-- Requirement --
Wherever the string "failed" appears in the records, return the line that holds it.

-- Given records --
================================

// This Source Code Form is subject to the terms of the Mozilla Public
// License, v. 2.0. If a copy of the MPL was not distributed with this
// file, You can obtain one at https://mozilla.org/MPL/2.0/.

//! MODBUS-TCP adapter (`modbus_tcp.py`): translates SCPI-style ASCII
//! commands to MODBUS function calls via the mapping engine and talks
//! MBAP-framed MODBUS over a plain TCP socket.

use std::time::Duration;

use adapter::{Adapter, AdapterError, DeviceOptions};
use async_trait::async_trait;
use mapping_engine::MappingRule;
use modbus_common::{build_mbap_header, build_pdu, decode_response, parse_mbap_header, ModbusResult};
use serde::Deserialize;
use tokio::io::{AsyncReadExt, AsyncWriteExt};
use tokio::net::TcpStream;
use tokio::sync::Mutex;
use tokio::time::timeout;

#[derive(Debug, Deserialize)]
struct Settings {
    host: Option<String>,
    #[serde(default = "default_port")]
    port: u16,
    #[serde(default = "default_unit_id")]
    unit_id: u8,
    #[serde(default = "default_timeout")]
    timeout: f64,
    #[serde(default)]
    requires_lock: bool,
}

fn default_port() -> u16 {
    502
}
fn default_unit_id() -> u8 {
    1
}
fn default_timeout() -> f64 {
    5.0
}

struct Connection {
    socket: Option<TcpStream>,
    transaction_id: u16,
    read_buffer: String,
}

pub struct ModbusTcpAdapter {
    host: String,
    port: u16,
    unit_id: u8,
    timeout: Duration,
    requires_lock: bool,
    rules: Vec<MappingRule>,
    conn: Mutex<Connection>,
}

impl ModbusTcpAdapter {
    pub fn new(options: &DeviceOptions, rules: &[MappingRule]) -> Result<Self, AdapterError> {
        let settings: Settings = serde_yaml::from_value(options.clone())
            .map_err(|e| AdapterError::Config(format!("modbus-tcp: {e}")))?;
        let host = settings.host.ok_or_else(|| AdapterError::Config("modbus-tcp 'host' setting is required".into()))?;
        if !(1..=65535).contains(&settings.port) {
            return Err(AdapterError::Config(format!("invalid port: {}", settings.port)));
        }
        Ok(Self {
            host,
            port: settings.port,
            unit_id: settings.unit_id,
            timeout: Duration::from_secs_f64(settings.timeout),
            requires_lock: settings.requires_lock,
            rules: rules.to_vec(),
            conn: Mutex::new(Connection { socket: None, transaction_id: 0, read_buffer: String::new() }),
        })
    }

    async fn open(&self) -> Result<TcpStream, AdapterError> {
        let stream = timeout(self.timeout, TcpStream::connect((self.host.as_str(), self.port)))
            .await
            .map_err(|_| AdapterError::Open(format!("timed out connecting to {}:{}", self.host, self.port)))?
            .map_err(|e| AdapterError::Open(format!("failed to connect to {}:{}: {e}", self.host, self.port)))?;
        Ok(stream)
    }

    async fn send_request(&self, conn: &mut Connection, pdu: &[u8]) -> Result<Vec<u8>, AdapterError> {
        if conn.socket.is_none() {
            conn.socket = Some(self.open().await?);
        }
        let socket = conn.socket.as_mut().expect("just ensured open");

        conn.transaction_id = conn.transaction_id.wrapping_add(1);
        let transaction_id = conn.transaction_id;
        let header = build_mbap_header(transaction_id, self.unit_id, pdu.len());

        let mut request = Vec::with_capacity(header.len() + pdu.len());
        request.extend_from_slice(&header);
        request.extend_from_slice(pdu);

        let result: Result<Vec<u8>, AdapterError> = async {
            timeout(self.timeout, socket.write_all(&request))
                .await
                .map_err(|_| AdapterError::Timeout)?
                .map_err(|e| AdapterError::Transport(format!("MODBUS write failed: {e}")))?;

            let mut recv_header = [0u8; 7];
            timeout(self.timeout, socket.read_exact(&mut recv_header))
                .await
                .map_err(|_| AdapterError::Timeout)?
                .map_err(|e| AdapterError::Transport(format!("incomplete MBAP header: {e}")))?;
            let pdu_len = parse_mbap_header(&recv_header, transaction_id)
                .map_err(|e| AdapterError::Transport(e.to_string()))?;

            let mut response_pdu = vec![0u8; pdu_len];
            timeout(self.timeout, socket.read_exact(&mut response_pdu))
                .await
                .map_err(|_| AdapterError::Timeout)?
                .map_err(|e| AdapterError::Transport(format!("incomplete MODBUS PDU: {e}")))?;
            Ok(response_pdu)
        }
        .await;

        if result.is_err() {
            conn.socket = None;
        }
        result
    }
}

#[async_trait]
impl Adapter for ModbusTcpAdapter {
    async fn acquire(&self) -> Result<(), AdapterError> {
        let mut conn = self.conn.lock().await;
        if conn.socket.is_none() {
            conn.socket = Some(self.open().await?);
        }
        Ok(())
    }

    async fn release(&self) {
        let mut conn = self.conn.lock().await;
        conn.socket = None;
    }

    async fn write(&self, data: &[u8]) -> Result<usize, AdapterError> {
        let command = std::str::from_utf8(data).map_err(|_| AdapterError::Transport("command is not valid ASCII/UTF-8".into()))?.trim();

        let outcome = mapping_engine::translate_modbus(command, &self.rules)
            .map_err(|e| AdapterError::Transport(format!("command mapping failed: {e}")))?;

        let mut conn = self.conn.lock().await;
        match outcome {
            mapping_engine::ModbusOutcome::Static(resp) => {
                conn.read_buffer = resp;
            }
            mapping_engine::ModbusOutcome::Action(action) => {
                let pdu = build_pdu(&action).map_err(|e| AdapterError::Transport(e.to_string()))?;
                let response_pdu = self.send_request(&mut conn, &pdu).await?;
                let decoded = decode_response(&action, &response_pdu).map_err(|e| AdapterError::Transport(e.to_string()))?;
                conn.read_buffer = match decoded {
                    ModbusResult::Registers(regs) => mapping_engine::decode_registers(&regs, action.data_type, action.response_scale)
                        .map_err(|e| AdapterError::Transport(e.to_string()))?,
                    ModbusResult::Bits(bits) => bits,
                    ModbusResult::Ok => String::new(),
                };
            }
        }
        tracing::debug!(host = %self.host, port = self.port, command, "modbus-tcp write");
        Ok(data.len())
    }

    async fn read(&self, _max_bytes: usize) -> Result<Vec<u8>, AdapterError> {
        let mut conn = self.conn.lock().await;
        let response = std::mem::take(&mut conn.read_buffer);
        Ok(response.into_bytes())
    }

    fn requires_lock(&self) -> bool {
        self.requires_lock
    }
}

#[cfg(test)]
mod tests {
    use super::*;

    fn opts(yaml: &str) -> DeviceOptions {
        serde_yaml::from_str(yaml).unwrap()
    }

    #[test]
    fn missing_host_rejected() {
        let err = ModbusTcpAdapter::new(&opts("port: 502"), &[]).unwrap_err();
        assert!(matches!(err, AdapterError::Config(_)));
    }

    #[test]
    fn defaults_match_original() {
        let a = ModbusTcpAdapter::new(&opts("host: 10.0.0.5"), &[]).unwrap();
        assert_eq!(a.port, 502);
        assert_eq!(a.unit_id, 1);
        assert!(!a.requires_lock());
        assert_eq!(a.timeout, Duration::from_secs_f64(5.0));
    }

    #[test]
    fn invalid_port_rejected() {
        let err = ModbusTcpAdapter::new(&opts("host: 10.0.0.5\nport: 0"), &[]).unwrap_err();
        assert!(matches!(err, AdapterError::Config(_)));
    }

    #[tokio::test]
    async fn static_rule_short_circuits_without_a_transaction() {
        use mapping_engine::{MappingRule, RuleAction};
        let rules = vec![MappingRule { pattern: regex::Regex::new(r"^\*IDN\?$").unwrap(), action: RuleAction::Static("ACME,BENCH,1,1.0".to_string()) }];
        let adapter = ModbusTcpAdapter::new(&opts("host: 10.0.0.5"), &rules).unwrap();
        adapter.write(b"*IDN?").await.unwrap();
        let resp = adapter.read(64).await.unwrap();
        assert_eq!(resp, b"ACME,BENCH,1,1.0");
    }
}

================================

-- Response area --
            .map_err(|e| AdapterError::Open(format!("failed to connect to {}:{}: {e}", self.host, self.port)))?;
                .map_err(|e| AdapterError::Transport(format!("MODBUS write failed: {e}")))?;
            .map_err(|e| AdapterError::Transport(format!("command mapping failed: {e}")))?;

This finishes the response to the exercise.